== Data

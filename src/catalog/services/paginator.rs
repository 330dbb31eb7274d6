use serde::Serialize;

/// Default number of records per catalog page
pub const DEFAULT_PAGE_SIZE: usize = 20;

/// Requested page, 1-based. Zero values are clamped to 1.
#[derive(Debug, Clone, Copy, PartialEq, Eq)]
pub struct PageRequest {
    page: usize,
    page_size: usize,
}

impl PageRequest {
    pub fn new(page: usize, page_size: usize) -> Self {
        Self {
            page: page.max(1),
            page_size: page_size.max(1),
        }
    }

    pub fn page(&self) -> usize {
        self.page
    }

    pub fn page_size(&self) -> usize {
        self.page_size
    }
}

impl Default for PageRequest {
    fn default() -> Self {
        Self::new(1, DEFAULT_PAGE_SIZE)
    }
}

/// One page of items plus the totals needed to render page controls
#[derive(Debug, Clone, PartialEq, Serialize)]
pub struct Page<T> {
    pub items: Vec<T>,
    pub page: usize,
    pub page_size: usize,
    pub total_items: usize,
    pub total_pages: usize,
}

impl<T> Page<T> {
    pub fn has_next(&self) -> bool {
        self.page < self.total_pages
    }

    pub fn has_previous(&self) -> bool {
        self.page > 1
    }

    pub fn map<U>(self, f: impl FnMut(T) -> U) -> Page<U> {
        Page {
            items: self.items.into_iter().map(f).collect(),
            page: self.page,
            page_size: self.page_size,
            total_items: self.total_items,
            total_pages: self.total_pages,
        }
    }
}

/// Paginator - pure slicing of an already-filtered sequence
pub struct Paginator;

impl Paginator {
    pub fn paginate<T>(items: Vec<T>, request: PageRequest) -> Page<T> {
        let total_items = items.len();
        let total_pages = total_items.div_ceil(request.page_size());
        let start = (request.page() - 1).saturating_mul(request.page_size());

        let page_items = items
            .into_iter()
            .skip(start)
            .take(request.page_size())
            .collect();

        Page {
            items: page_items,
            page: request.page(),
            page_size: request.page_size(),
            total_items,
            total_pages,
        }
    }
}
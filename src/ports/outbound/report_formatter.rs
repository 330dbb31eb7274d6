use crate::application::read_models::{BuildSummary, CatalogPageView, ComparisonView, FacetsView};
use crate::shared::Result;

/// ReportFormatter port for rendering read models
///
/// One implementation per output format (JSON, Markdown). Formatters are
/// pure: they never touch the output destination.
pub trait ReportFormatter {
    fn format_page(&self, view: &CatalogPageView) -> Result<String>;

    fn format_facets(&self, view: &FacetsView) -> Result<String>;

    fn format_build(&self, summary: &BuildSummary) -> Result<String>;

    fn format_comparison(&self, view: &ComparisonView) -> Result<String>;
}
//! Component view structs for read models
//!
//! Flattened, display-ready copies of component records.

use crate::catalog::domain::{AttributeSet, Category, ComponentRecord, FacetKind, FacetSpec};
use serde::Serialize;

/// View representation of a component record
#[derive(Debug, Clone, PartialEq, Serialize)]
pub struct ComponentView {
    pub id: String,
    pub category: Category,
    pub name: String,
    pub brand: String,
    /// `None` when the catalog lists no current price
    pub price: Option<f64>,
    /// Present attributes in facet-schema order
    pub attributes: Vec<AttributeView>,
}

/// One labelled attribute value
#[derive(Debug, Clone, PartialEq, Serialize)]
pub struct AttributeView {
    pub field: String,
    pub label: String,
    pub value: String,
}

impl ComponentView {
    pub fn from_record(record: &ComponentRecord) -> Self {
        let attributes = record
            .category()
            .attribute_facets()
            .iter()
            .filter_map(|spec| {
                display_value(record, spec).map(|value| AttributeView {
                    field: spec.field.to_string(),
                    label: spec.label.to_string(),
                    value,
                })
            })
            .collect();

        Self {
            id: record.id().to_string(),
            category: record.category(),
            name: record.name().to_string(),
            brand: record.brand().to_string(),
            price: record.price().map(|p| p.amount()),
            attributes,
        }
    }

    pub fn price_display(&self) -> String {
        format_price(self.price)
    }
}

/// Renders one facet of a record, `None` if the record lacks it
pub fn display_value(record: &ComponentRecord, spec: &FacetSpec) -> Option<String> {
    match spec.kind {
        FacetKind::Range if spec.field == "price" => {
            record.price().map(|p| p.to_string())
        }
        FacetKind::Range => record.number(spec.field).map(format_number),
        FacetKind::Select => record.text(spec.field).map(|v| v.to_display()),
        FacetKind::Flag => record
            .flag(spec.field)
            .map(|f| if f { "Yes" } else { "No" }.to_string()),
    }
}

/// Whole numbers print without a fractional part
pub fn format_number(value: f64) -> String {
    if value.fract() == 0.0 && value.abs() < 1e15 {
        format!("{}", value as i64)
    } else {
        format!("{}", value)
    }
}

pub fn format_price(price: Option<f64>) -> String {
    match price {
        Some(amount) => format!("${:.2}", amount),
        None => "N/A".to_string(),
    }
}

====
== Data

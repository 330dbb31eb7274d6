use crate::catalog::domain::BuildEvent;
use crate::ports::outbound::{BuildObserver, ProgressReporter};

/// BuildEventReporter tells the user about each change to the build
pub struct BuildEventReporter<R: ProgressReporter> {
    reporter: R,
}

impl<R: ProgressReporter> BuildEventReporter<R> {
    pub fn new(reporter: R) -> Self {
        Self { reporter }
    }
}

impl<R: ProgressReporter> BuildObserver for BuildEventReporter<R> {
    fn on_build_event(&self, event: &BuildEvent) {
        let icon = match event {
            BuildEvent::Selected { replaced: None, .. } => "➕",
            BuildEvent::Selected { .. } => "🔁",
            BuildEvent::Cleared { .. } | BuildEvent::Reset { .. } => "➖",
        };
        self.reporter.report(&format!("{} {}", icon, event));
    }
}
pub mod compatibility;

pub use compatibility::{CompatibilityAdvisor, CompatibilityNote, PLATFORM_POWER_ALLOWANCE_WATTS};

====

Task prompt:
Go through the records above. Copy each line in which the string "bool" appears.

Task solution:
    pub fn has_next(&self) -> bool {
    pub fn has_previous(&self) -> bool {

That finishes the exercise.